* **Exercise aim**
Please copy every record exactly as it is written.

Start of Data supplied

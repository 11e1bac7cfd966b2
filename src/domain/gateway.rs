use crate::domain::charity::MinorUnits;
use thiserror::Error;

/// A charge the core asks the external processor to create. The token is an
/// opaque credential issued and validated entirely by the gateway.
#[derive(Debug, PartialEq, Eq, Clone)]
pub struct ChargeRequest {
    pub amount: MinorUnits,
    pub currency: String,
    pub token: String,
    pub description: String,
}

/// What the processor reports back. Consumed once, never persisted. An
/// unpaid charge is a valid response and is distinct from a gateway error.
#[derive(Debug, PartialEq, Eq, Clone, Copy)]
pub struct Charge {
    pub amount: MinorUnits,
    pub paid: bool,
}

#[derive(Error, Debug, PartialEq, Eq, Clone)]
#[error("{message} ({code})")]
pub struct GatewayError {
    pub code: String,
    pub message: String,
}

impl GatewayError {
    pub fn new(code: impl Into<String>, message: impl Into<String>) -> Self {
        Self {
            code: code.into(),
            message: message.into(),
        }
    }
}

/// Card-like display info behind a token, used only to redisplay diagnostic
/// detail when a donation is rejected before charging.
#[derive(Debug, PartialEq, Eq, Clone)]
pub struct CredentialInfo {
    pub name: String,
    pub last_digits: String,
    pub expiration_month: u8,
    pub expiration_year: u16,
    pub security_code_check: bool,
}
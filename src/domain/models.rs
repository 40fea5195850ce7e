use rand::Rng;
use serde::{Deserialize, Deserializer, Serialize, Serializer};
use std::fmt;
use std::str::FromStr;
use thiserror::Error;

/// Vendor OUI of the impersonated device family (00:25:DF)
pub const VENDOR_OUI: [u8; 3] = [0x00, 0x25, 0xDF];

/// A 6-byte link-layer address, most significant octet first
#[derive(Debug, Clone, Copy, PartialEq, Eq, Hash)]
pub struct DeviceAddress([u8; 6]);

#[derive(Debug, Error, PartialEq, Eq)]
pub enum AddressParseError {
    #[error("expected 6 colon-separated octets, got {0}")]
    WrongLength(usize),
    #[error("invalid octet '{0}'")]
    InvalidOctet(String),
}

impl DeviceAddress {
    pub const fn new(octets: [u8; 6]) -> Self {
        Self(octets)
    }

    /// Vendor prefix followed by three random device-specific octets
    pub fn with_vendor_prefix<R: Rng>(oui: [u8; 3], rng: &mut R) -> Self {
        let mut octets = [0u8; 6];
        octets[..3].copy_from_slice(&oui);
        rng.fill(&mut octets[3..]);
        Self(octets)
    }

    /// Build from the 48-bit integer form used by host Bluetooth stacks
    #[cfg_attr(not(windows), allow(dead_code))]
    pub fn from_u64(raw: u64) -> Self {
        let bytes = raw.to_be_bytes();
        let mut octets = [0u8; 6];
        octets.copy_from_slice(&bytes[2..]);
        Self(octets)
    }

    pub fn octets(&self) -> [u8; 6] {
        self.0
    }

    pub fn vendor_prefix(&self) -> [u8; 3] {
        [self.0[0], self.0[1], self.0[2]]
    }
}

impl fmt::Display for DeviceAddress {
    fn fmt(&self, f: &mut fmt::Formatter<'_>) -> fmt::Result {
        let o = self.octets();
        write!(
            f,
            "{:02X}:{:02X}:{:02X}:{:02X}:{:02X}:{:02X}",
            o[0], o[1], o[2], o[3], o[4], o[5]
        )
    }
}

impl FromStr for DeviceAddress {
    type Err = AddressParseError;

    fn from_str(s: &str) -> Result<Self, Self::Err> {
        let parts: Vec<&str> = s.trim().split(':').collect();
        if parts.len() != 6 {
            return Err(AddressParseError::WrongLength(parts.len()));
        }

        let mut octets = [0u8; 6];
        for (octet, part) in octets.iter_mut().zip(parts) {
            if part.len() != 2 {
                return Err(AddressParseError::InvalidOctet(part.to_string()));
            }
            *octet = u8::from_str_radix(part, 16)
                .map_err(|_| AddressParseError::InvalidOctet(part.to_string()))?;
        }
        Ok(Self(octets))
    }
}

impl Serialize for DeviceAddress {
    fn serialize<S: Serializer>(&self, serializer: S) -> Result<S::Ok, S::Error> {
        serializer.serialize_str(&self.to_string())
    }
}

impl<'de> Deserialize<'de> for DeviceAddress {
    fn deserialize<D: Deserializer<'de>>(deserializer: D) -> Result<Self, D::Error> {
        let s = String::deserialize(deserializer)?;
        s.parse().map_err(serde::de::Error::custom)
    }
}

/// How the advertising address of a transmit session is chosen
#[derive(Debug, Clone, Copy, PartialEq, Eq, Serialize, Deserialize)]
#[serde(tag = "kind", rename_all = "snake_case")]
pub enum AddressPolicy {
    /// Fixed vendor OUI, random lower half, regenerated every session
    RandomizedVendorPrefix {
        #[serde(default = "default_oui")]
        oui: [u8; 3],
    },
    /// The host radio's own address, never modified
    HostHardwareAddress,
}

fn default_oui() -> [u8; 3] {
    VENDOR_OUI
}

impl Default for AddressPolicy {
    fn default() -> Self {
        Self::RandomizedVendorPrefix { oui: VENDOR_OUI }
    }
}

/// Primary advertising channels to emit on
#[derive(Debug, Clone, Copy, PartialEq, Eq, Default, Serialize, Deserialize)]
#[serde(rename_all = "snake_case")]
pub enum ChannelMap {
    #[default]
    All,
    Ch37,
    Ch38,
    Ch39,
}

impl ChannelMap {
    /// HCI channel map bitmask
    pub fn bits(&self) -> u8 {
        match self {
            Self::All => 0x07,
            Self::Ch37 => 0x01,
            Self::Ch38 => 0x02,
            Self::Ch39 => 0x04,
        }
    }
}

/// Requested transmit power
#[derive(Debug, Clone, Copy, PartialEq, Eq, Default, Serialize, Deserialize)]
#[serde(rename_all = "snake_case")]
pub enum PowerLevel {
    Minus40,
    Minus20,
    Minus12,
    Minus6,
    Zero,
    Plus4,
    #[default]
    Plus6,
}

impl PowerLevel {
    pub fn dbm(&self) -> i8 {
        match self {
            Self::Minus40 => -40,
            Self::Minus20 => -20,
            Self::Minus12 => -12,
            Self::Minus6 => -6,
            Self::Zero => 0,
            Self::Plus4 => 4,
            Self::Plus6 => 6,
        }
    }
}

#[derive(Debug, Clone, Copy, PartialEq, Eq, Default)]
pub enum BeaconState {
    #[default]
    Idle,
    Transmitting,
    TransmittingFuzzing,
}

impl BeaconState {
    pub fn is_active(&self) -> bool {
        !matches!(self, Self::Idle)
    }
}

/// Which radio step rejected a transmission
#[derive(Debug, Clone, Copy, PartialEq, Eq)]
pub enum FailureStage {
    Configuration,
    Payload,
    Start,
}

#[derive(Debug, Clone, PartialEq, Eq)]
pub struct FailureReason {
    pub stage: FailureStage,
    pub message: String,
}

impl fmt::Display for FailureReason {
    fn fmt(&self, f: &mut fmt::Formatter<'_>) -> fmt::Result {
        let stage = match self.stage {
            FailureStage::Configuration => "configuration",
            FailureStage::Payload => "payload",
            FailureStage::Start => "start",
        };
        write!(f, "{} failed: {}", stage, self.message)
    }
}

/// Feedback emitted by the beacon controller for whatever renders it
#[derive(Debug, Clone, PartialEq, Eq)]
pub enum BeaconEvent {
    TransmissionStarted { address: DeviceAddress, fuzz: bool },
    TransmissionFailed(FailureReason),
    TransmissionStopped,
    /// Bytes written at payload offsets 10, 11, 20, 21
    FuzzTick { counter: u16, mutated_bytes: [u8; 4] },
    /// One advertisement went out; `fuzzed` marks a mutated payload
    Pulse { fuzzed: bool },
}

/// Point-in-time view of the controller for display layers
#[derive(Debug, Clone, PartialEq, Eq)]
pub struct BeaconStatus {
    pub state: BeaconState,
    pub counter: u16,
    pub last_mutation: Option<[u8; 4]>,
    pub address: Option<DeviceAddress>,
}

End of Data supplied

* **Response box**
repository 11e1bac7cfd966b2
filename src/domain/gateway.rs
use crate::domain::charity::MinorUnits;
use thiserror::Error;

/// A charge the core asks the external processor to create. The token is an
/// opaque credential issued and validated entirely by the gateway.
#[derive(Debug, PartialEq, Eq, Clone)]
pub struct ChargeRequest {
    pub amount: MinorUnits,
    pub currency: String,
    pub token: String,
    pub description: String,
}

/// What the processor reports back. Consumed once, never persisted. An
/// unpaid charge is a valid response and is distinct from a gateway error.
#[derive(Debug, PartialEq, Eq, Clone, Copy)]
pub struct Charge {
    pub amount: MinorUnits,
    pub paid: bool,
}

#[derive(Error, Debug, PartialEq, Eq, Clone)]
#[error("{message} ({code})")]
pub struct GatewayError {
    pub code: String,
    pub message: String,
}

impl GatewayError {
    pub fn new(code: impl Into<String>, message: impl Into<String>) -> Self {
        Self {
            code: code.into(),
            message: message.into(),
        }
    }
}

/// Card-like display info behind a token, used only to redisplay diagnostic
/// detail when a donation is rejected before charging.
#[derive(Debug, PartialEq, Eq, Clone)]
pub struct CredentialInfo {
    pub name: String,
    pub last_digits: String,
    pub expiration_month: u8,
    pub expiration_year: u16,
    pub security_code_check: bool,
}
filename src/domain/models.rs
repository 40fea5195850ce7e
use rand::Rng;
use serde::{Deserialize, Deserializer, Serialize, Serializer};
use std::fmt;
use std::str::FromStr;
use thiserror::Error;

/// Vendor OUI of the impersonated device family (00:25:DF)
pub const VENDOR_OUI: [u8; 3] = [0x00, 0x25, 0xDF];

/// A 6-byte link-layer address, most significant octet first
#[derive(Debug, Clone, Copy, PartialEq, Eq, Hash)]
pub struct DeviceAddress([u8; 6]);

#[derive(Debug, Error, PartialEq, Eq)]
pub enum AddressParseError {
    #[error("expected 6 colon-separated octets, got {0}")]
    WrongLength(usize),
    #[error("invalid octet '{0}'")]
    InvalidOctet(String),
}

impl DeviceAddress {
    pub const fn new(octets: [u8; 6]) -> Self {
        Self(octets)
    }

    /// Vendor prefix followed by three random device-specific octets
    pub fn with_vendor_prefix<R: Rng>(oui: [u8; 3], rng: &mut R) -> Self {
        let mut octets = [0u8; 6];
        octets[..3].copy_from_slice(&oui);
        rng.fill(&mut octets[3..]);
        Self(octets)
    }

    /// Build from the 48-bit integer form used by host Bluetooth stacks
    #[cfg_attr(not(windows), allow(dead_code))]
    pub fn from_u64(raw: u64) -> Self {
        let bytes = raw.to_be_bytes();
        let mut octets = [0u8; 6];
        octets.copy_from_slice(&bytes[2..]);
        Self(octets)
    }

    pub fn octets(&self) -> [u8; 6] {
        self.0
    }

    pub fn vendor_prefix(&self) -> [u8; 3] {
        [self.0[0], self.0[1], self.0[2]]
    }
}

impl fmt::Display for DeviceAddress {
    fn fmt(&self, f: &mut fmt::Formatter<'_>) -> fmt::Result {
        let o = self.octets();
        write!(
            f,
            "{:02X}:{:02X}:{:02X}:{:02X}:{:02X}:{:02X}",
            o[0], o[1], o[2], o[3], o[4], o[5]
        )
    }
}

impl FromStr for DeviceAddress {
    type Err = AddressParseError;

    fn from_str(s: &str) -> Result<Self, Self::Err> {
        let parts: Vec<&str> = s.trim().split(':').collect();
        if parts.len() != 6 {
            return Err(AddressParseError::WrongLength(parts.len()));
        }

        let mut octets = [0u8; 6];
        for (octet, part) in octets.iter_mut().zip(parts) {
            if part.len() != 2 {
                return Err(AddressParseError::InvalidOctet(part.to_string()));
            }
            *octet = u8::from_str_radix(part, 16)
                .map_err(|_| AddressParseError::InvalidOctet(part.to_string()))?;
        }
        Ok(Self(octets))
    }
}

impl Serialize for DeviceAddress {
    fn serialize<S: Serializer>(&self, serializer: S) -> Result<S::Ok, S::Error> {
        serializer.serialize_str(&self.to_string())
    }
}

impl<'de> Deserialize<'de> for DeviceAddress {
    fn deserialize<D: Deserializer<'de>>(deserializer: D) -> Result<Self, D::Error> {
        let s = String::deserialize(deserializer)?;
        s.parse().map_err(serde::de::Error::custom)
    }
}

/// How the advertising address of a transmit session is chosen
#[derive(Debug, Clone, Copy, PartialEq, Eq, Serialize, Deserialize)]
#[serde(tag = "kind", rename_all = "snake_case")]
pub enum AddressPolicy {
    /// Fixed vendor OUI, random lower half, regenerated every session
    RandomizedVendorPrefix {
        #[serde(default = "default_oui")]
        oui: [u8; 3],
    },
    /// The host radio's own address, never modified
    HostHardwareAddress,
}

fn default_oui() -> [u8; 3] {
    VENDOR_OUI
}

impl Default for AddressPolicy {
    fn default() -> Self {
        Self::RandomizedVendorPrefix { oui: VENDOR_OUI }
    }
}

/// Primary advertising channels to emit on
#[derive(Debug, Clone, Copy, PartialEq, Eq, Default, Serialize, Deserialize)]
#[serde(rename_all = "snake_case")]
pub enum ChannelMap {
    #[default]
    All,
    Ch37,
    Ch38,
    Ch39,
}

impl ChannelMap {
    /// HCI channel map bitmask
    pub fn bits(&self) -> u8 {
        match self {
            Self::All => 0x07,
            Self::Ch37 => 0x01,
            Self::Ch38 => 0x02,
            Self::Ch39 => 0x04,
        }
    }
}

/// Requested transmit power
#[derive(Debug, Clone, Copy, PartialEq, Eq, Default, Serialize, Deserialize)]
#[serde(rename_all = "snake_case")]
pub enum PowerLevel {
    Minus40,
    Minus20,
    Minus12,
    Minus6,
    Zero,
    Plus4,
    #[default]
    Plus6,
}

impl PowerLevel {
    pub fn dbm(&self) -> i8 {
        match self {
            Self::Minus40 => -40,
            Self::Minus20 => -20,
            Self::Minus12 => -12,
            Self::Minus6 => -6,
            Self::Zero => 0,
            Self::Plus4 => 4,
            Self::Plus6 => 6,
        }
    }
}

#[derive(Debug, Clone, Copy, PartialEq, Eq, Default)]
pub enum BeaconState {
    #[default]
    Idle,
    Transmitting,
    TransmittingFuzzing,
}

impl BeaconState {
    pub fn is_active(&self) -> bool {
        !matches!(self, Self::Idle)
    }
}

/// Which radio step rejected a transmission
#[derive(Debug, Clone, Copy, PartialEq, Eq)]
pub enum FailureStage {
    Configuration,
    Payload,
    Start,
}

#[derive(Debug, Clone, PartialEq, Eq)]
pub struct FailureReason {
    pub stage: FailureStage,
    pub message: String,
}

impl fmt::Display for FailureReason {
    fn fmt(&self, f: &mut fmt::Formatter<'_>) -> fmt::Result {
        let stage = match self.stage {
            FailureStage::Configuration => "configuration",
            FailureStage::Payload => "payload",
            FailureStage::Start => "start",
        };
        write!(f, "{} failed: {}", stage, self.message)
    }
}

/// Feedback emitted by the beacon controller for whatever renders it
#[derive(Debug, Clone, PartialEq, Eq)]
pub enum BeaconEvent {
    TransmissionStarted { address: DeviceAddress, fuzz: bool },
    TransmissionFailed(FailureReason),
    TransmissionStopped,
    /// Bytes written at payload offsets 10, 11, 20, 21
    FuzzTick { counter: u16, mutated_bytes: [u8; 4] },
    /// One advertisement went out; `fuzzed` marks a mutated payload
    Pulse { fuzzed: bool },
}

/// Point-in-time view of the controller for display layers
#[derive(Debug, Clone, PartialEq, Eq)]
pub struct BeaconStatus {
    pub state: BeaconState,
    pub counter: u16,
    pub last_mutation: Option<[u8; 4]>,
    pub address: Option<DeviceAddress>,
}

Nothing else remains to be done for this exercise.